> _Task details_
Please copy out all lines of the entries that contain the word "WindowOptions".

Collected data:
* * *

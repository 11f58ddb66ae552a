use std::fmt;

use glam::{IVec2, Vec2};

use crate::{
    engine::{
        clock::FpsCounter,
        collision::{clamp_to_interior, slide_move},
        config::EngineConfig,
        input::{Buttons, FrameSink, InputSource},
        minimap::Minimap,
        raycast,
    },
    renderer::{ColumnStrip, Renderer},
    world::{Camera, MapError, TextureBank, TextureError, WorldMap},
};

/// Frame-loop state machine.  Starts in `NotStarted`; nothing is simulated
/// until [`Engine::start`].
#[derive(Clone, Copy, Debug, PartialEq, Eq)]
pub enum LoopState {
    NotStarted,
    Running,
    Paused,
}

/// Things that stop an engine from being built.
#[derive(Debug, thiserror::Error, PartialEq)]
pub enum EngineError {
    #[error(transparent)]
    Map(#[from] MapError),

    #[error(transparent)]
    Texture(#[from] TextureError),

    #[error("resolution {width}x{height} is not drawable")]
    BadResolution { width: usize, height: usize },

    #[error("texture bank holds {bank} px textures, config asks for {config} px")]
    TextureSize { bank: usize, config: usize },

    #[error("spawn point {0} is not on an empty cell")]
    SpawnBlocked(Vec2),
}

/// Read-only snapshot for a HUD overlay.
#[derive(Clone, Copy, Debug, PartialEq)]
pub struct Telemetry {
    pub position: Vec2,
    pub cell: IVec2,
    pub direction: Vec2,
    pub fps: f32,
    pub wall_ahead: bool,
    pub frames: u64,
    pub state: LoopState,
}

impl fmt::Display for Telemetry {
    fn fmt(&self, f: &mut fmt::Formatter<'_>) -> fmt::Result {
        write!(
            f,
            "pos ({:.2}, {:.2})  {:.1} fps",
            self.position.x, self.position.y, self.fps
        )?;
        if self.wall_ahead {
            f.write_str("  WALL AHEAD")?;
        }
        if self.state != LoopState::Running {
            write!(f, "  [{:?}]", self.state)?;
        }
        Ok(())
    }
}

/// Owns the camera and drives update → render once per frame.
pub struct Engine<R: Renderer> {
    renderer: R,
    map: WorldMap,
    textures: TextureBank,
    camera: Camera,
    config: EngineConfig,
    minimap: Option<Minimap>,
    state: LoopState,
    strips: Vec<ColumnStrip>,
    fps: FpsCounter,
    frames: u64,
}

* * *

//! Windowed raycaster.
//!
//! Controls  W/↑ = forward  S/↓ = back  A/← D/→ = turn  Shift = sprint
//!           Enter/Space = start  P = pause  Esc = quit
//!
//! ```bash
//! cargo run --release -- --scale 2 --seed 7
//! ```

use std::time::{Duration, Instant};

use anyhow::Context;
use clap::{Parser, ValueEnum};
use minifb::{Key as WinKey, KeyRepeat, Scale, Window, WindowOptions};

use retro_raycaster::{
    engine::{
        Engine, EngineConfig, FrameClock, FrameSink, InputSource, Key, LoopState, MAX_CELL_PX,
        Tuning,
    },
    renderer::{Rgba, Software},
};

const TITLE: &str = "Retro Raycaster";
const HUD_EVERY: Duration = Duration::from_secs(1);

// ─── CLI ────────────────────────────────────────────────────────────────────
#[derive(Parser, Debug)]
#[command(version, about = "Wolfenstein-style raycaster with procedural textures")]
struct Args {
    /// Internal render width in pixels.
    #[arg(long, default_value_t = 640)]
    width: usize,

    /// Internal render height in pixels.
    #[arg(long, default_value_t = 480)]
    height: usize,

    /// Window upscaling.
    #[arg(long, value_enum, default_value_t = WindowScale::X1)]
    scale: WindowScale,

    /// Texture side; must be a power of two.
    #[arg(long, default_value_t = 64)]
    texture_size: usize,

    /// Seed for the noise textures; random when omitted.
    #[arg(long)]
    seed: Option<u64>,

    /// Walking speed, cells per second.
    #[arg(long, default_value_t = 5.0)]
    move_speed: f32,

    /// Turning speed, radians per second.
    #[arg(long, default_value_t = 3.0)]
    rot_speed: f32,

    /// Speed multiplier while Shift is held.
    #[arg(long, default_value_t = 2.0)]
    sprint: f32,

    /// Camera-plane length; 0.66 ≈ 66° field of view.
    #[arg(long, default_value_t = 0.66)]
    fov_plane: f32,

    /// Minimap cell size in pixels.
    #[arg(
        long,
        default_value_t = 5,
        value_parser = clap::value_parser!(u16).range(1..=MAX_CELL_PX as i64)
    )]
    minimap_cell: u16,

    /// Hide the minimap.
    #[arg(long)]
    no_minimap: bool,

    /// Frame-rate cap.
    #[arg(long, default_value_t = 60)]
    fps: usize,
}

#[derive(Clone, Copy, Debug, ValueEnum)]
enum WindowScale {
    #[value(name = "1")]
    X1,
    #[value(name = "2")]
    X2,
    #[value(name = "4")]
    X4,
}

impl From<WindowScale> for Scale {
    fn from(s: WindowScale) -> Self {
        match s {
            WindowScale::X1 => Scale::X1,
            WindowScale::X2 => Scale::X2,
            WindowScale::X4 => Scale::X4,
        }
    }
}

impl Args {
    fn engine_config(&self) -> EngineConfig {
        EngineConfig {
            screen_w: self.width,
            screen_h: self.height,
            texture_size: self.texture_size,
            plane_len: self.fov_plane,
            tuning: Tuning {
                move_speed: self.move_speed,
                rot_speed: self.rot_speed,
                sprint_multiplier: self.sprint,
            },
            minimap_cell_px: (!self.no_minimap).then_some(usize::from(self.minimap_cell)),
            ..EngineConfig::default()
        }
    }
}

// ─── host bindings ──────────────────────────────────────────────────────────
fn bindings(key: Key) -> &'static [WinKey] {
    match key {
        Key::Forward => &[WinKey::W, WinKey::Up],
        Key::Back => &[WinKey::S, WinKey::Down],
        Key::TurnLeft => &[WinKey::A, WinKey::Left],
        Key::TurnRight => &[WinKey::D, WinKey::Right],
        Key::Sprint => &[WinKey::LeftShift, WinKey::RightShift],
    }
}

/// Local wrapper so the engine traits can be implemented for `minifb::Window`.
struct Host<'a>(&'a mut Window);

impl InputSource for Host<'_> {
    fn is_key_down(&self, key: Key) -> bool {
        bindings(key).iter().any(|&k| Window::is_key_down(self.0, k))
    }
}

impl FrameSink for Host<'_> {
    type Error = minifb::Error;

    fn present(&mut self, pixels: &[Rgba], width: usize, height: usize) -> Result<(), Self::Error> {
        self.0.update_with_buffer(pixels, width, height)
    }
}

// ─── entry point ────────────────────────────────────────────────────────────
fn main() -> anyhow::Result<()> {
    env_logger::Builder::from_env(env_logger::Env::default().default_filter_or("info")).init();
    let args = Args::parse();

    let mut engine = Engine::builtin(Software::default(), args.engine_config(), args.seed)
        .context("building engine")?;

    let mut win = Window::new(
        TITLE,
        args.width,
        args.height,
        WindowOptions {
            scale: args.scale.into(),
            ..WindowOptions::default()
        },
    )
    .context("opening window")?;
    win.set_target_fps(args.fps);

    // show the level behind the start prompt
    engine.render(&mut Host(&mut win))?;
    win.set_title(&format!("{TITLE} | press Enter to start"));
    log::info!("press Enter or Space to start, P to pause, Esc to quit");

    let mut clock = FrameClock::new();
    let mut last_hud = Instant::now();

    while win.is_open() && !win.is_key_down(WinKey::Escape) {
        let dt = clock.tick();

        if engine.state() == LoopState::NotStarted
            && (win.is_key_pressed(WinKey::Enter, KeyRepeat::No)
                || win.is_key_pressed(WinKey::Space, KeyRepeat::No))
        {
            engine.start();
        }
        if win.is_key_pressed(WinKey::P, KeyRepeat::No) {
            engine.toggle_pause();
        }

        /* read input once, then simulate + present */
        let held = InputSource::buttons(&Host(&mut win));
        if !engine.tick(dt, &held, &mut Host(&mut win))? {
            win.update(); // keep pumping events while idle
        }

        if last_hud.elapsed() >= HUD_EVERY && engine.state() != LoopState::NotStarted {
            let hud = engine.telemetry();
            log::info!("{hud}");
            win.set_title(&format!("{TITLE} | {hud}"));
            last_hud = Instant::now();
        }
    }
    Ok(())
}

* * *

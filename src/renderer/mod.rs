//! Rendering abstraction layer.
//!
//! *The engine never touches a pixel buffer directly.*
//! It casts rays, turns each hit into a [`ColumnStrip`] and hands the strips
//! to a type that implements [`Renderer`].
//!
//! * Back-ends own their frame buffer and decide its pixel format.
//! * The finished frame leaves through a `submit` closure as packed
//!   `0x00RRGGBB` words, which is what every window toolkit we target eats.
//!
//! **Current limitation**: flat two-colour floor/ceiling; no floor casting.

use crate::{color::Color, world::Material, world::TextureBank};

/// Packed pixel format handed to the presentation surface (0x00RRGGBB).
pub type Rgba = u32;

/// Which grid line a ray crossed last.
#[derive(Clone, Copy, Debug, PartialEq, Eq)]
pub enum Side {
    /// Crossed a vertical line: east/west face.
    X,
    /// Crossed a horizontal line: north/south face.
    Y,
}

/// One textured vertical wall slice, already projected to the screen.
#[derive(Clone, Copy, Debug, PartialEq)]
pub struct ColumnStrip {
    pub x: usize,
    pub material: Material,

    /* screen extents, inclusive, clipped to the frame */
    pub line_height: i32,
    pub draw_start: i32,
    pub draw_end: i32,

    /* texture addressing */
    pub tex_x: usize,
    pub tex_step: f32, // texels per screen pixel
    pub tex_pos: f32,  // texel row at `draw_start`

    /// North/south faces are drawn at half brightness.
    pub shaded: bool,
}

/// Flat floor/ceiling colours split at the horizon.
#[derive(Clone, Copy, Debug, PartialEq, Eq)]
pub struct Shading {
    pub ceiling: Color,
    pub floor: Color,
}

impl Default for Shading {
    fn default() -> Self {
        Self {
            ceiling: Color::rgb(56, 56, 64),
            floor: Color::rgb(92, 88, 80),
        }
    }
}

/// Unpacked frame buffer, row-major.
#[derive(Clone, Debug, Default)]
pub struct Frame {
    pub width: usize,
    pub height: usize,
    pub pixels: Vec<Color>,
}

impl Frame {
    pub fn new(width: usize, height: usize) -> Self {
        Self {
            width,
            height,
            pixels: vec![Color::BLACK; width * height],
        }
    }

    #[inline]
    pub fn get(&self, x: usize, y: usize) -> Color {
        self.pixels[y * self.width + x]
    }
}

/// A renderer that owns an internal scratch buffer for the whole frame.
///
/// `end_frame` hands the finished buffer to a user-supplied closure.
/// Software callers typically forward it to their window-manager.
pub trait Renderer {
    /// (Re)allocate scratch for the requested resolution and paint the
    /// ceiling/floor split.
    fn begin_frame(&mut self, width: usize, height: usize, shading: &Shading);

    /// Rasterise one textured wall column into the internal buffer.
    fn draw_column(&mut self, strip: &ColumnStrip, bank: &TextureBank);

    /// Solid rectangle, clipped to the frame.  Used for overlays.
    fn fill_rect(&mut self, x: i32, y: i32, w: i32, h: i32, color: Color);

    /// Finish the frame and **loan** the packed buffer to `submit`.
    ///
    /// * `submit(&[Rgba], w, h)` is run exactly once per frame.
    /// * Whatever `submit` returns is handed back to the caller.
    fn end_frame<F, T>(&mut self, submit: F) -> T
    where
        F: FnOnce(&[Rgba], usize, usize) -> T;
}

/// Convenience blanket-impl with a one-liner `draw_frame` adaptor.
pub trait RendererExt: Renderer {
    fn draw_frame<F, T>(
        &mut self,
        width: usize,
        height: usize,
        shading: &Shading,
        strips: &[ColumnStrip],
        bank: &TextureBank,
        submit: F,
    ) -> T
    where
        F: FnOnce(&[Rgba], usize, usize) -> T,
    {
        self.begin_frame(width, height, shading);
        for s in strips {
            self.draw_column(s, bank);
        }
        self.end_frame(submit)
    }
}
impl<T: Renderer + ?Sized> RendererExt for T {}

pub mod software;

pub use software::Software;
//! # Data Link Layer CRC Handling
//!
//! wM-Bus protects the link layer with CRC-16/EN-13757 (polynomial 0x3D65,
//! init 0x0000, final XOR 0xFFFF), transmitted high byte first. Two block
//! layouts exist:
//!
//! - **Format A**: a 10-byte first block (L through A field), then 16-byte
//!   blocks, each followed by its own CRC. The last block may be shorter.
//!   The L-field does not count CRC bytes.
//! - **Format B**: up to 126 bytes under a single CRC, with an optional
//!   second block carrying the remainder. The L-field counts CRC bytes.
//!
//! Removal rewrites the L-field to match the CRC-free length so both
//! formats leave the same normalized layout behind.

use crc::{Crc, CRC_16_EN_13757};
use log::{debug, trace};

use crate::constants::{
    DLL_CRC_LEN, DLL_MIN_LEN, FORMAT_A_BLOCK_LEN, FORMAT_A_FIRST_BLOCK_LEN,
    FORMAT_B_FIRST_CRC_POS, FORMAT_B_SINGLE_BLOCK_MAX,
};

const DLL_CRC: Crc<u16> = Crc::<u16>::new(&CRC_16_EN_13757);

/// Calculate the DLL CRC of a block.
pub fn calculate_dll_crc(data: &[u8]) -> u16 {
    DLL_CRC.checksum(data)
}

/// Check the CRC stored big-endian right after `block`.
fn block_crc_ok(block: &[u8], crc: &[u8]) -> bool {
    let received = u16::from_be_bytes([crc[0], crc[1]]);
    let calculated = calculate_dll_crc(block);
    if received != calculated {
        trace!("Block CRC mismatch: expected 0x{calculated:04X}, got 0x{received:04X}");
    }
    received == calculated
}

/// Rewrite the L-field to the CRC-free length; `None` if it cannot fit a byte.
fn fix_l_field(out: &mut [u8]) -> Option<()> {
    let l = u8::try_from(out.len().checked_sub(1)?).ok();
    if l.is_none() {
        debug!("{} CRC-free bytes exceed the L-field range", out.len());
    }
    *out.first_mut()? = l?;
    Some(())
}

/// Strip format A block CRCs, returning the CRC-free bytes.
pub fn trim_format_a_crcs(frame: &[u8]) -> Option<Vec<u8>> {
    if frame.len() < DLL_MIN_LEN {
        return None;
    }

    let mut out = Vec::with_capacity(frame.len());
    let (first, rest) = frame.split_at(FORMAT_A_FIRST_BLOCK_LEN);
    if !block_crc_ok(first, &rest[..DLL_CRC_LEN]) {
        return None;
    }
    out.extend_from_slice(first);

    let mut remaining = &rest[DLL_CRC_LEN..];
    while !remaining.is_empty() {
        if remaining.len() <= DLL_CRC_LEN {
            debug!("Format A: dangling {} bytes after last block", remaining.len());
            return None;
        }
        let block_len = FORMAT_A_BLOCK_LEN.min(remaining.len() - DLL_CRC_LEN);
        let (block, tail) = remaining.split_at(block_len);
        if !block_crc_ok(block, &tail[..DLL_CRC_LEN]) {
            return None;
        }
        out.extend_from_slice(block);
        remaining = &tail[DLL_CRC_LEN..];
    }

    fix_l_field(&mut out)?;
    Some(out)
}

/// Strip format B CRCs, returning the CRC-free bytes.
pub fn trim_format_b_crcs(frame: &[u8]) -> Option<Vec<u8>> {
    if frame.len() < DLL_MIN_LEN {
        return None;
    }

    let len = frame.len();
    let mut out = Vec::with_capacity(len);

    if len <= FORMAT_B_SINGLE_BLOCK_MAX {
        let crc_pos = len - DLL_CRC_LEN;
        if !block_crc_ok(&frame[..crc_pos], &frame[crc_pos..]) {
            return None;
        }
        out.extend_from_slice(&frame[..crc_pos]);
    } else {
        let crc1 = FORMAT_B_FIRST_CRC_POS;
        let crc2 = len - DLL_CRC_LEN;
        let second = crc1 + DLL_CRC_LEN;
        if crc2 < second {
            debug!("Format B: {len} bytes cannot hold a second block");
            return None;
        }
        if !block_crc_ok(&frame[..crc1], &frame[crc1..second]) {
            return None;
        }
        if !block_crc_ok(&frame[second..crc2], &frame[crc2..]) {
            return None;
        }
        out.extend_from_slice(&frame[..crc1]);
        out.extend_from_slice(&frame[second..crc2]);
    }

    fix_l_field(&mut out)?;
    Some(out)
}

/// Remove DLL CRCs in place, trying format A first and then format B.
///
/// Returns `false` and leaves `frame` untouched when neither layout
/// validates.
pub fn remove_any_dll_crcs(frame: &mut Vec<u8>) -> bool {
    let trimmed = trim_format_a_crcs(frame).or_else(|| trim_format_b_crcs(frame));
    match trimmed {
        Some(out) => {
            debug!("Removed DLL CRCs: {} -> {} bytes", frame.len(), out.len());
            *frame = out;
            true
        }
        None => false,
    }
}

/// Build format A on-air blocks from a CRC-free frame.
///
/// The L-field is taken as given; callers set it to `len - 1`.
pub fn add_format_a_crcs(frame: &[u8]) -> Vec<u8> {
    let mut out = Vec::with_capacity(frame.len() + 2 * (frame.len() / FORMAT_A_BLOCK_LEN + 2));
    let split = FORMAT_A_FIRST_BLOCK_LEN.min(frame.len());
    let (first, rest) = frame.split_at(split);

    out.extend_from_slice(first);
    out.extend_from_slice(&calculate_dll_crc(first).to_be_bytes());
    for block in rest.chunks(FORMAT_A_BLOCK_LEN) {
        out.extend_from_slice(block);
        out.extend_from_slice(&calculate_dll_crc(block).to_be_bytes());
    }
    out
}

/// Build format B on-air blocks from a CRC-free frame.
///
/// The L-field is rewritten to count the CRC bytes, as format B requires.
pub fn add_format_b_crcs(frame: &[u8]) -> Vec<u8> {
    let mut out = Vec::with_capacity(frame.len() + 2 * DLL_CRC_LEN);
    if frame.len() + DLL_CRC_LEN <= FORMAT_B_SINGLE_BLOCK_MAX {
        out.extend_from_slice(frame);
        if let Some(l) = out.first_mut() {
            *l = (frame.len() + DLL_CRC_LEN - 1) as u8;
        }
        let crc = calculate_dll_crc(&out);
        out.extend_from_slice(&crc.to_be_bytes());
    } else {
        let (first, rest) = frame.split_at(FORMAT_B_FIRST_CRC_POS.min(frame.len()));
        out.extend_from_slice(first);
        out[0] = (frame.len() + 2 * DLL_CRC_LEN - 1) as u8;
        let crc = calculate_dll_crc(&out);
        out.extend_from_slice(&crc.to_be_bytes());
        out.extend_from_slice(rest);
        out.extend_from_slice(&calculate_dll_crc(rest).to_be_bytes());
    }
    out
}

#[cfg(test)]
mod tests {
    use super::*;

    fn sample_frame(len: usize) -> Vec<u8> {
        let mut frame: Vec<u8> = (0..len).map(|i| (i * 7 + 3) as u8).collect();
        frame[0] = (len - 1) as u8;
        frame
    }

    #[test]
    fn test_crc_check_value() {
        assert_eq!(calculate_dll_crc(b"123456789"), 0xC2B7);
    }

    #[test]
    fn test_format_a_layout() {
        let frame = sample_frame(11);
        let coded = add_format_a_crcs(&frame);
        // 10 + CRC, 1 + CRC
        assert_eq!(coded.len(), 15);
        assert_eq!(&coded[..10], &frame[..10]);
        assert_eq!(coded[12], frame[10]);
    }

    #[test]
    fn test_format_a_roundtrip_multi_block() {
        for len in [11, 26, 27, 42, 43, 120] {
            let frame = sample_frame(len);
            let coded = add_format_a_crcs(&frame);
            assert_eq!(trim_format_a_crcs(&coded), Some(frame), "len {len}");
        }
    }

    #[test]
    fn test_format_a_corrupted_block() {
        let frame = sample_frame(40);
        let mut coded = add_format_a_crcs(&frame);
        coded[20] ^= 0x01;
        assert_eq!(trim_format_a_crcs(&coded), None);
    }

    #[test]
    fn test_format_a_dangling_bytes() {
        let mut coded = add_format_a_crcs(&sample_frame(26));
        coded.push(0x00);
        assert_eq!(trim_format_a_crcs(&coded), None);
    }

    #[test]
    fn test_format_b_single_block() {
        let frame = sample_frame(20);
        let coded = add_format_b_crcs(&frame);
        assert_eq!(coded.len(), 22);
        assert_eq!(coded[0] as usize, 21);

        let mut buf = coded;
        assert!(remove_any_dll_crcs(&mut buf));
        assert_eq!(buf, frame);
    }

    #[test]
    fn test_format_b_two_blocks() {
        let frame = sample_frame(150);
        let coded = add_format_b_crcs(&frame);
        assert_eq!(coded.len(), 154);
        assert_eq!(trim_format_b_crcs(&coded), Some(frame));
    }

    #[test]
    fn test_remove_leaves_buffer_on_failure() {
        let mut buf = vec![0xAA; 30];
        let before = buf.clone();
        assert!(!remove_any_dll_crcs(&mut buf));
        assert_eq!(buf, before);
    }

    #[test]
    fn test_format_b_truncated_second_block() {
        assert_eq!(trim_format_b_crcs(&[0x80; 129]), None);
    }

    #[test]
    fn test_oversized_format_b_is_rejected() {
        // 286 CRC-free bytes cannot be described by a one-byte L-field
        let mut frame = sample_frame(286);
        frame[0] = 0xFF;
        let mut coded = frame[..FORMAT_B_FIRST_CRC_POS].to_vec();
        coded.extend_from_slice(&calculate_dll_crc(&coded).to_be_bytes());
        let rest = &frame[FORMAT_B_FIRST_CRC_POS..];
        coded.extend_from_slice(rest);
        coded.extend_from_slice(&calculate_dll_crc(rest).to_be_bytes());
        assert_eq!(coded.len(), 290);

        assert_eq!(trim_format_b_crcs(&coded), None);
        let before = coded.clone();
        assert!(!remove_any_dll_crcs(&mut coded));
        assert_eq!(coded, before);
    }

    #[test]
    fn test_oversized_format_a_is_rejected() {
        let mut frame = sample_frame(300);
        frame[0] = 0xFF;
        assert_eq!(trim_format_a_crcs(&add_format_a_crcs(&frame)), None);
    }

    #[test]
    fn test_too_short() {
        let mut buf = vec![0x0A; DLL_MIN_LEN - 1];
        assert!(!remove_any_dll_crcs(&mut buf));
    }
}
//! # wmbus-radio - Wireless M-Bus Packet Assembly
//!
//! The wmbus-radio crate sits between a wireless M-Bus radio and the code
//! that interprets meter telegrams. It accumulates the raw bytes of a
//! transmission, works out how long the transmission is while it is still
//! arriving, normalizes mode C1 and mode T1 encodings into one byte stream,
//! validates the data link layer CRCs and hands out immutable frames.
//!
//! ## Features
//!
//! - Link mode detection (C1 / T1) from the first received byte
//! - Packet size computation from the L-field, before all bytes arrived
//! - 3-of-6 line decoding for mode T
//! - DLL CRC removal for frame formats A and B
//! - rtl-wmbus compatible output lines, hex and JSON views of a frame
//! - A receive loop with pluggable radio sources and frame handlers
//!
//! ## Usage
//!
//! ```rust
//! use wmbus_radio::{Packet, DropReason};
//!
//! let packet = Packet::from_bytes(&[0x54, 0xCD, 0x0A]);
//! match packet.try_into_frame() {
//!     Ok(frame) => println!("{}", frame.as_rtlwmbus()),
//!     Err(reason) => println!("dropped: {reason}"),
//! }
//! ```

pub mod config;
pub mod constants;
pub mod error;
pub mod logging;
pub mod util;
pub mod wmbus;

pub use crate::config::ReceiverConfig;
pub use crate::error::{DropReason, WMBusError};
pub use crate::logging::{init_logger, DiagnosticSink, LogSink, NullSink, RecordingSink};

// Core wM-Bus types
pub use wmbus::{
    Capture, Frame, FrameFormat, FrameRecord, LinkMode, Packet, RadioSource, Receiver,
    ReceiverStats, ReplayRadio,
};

* * *

> _Expected answer_
use minifb::{Key as WinKey, KeyRepeat, Scale, Window, WindowOptions};
        WindowOptions {
            ..WindowOptions::default()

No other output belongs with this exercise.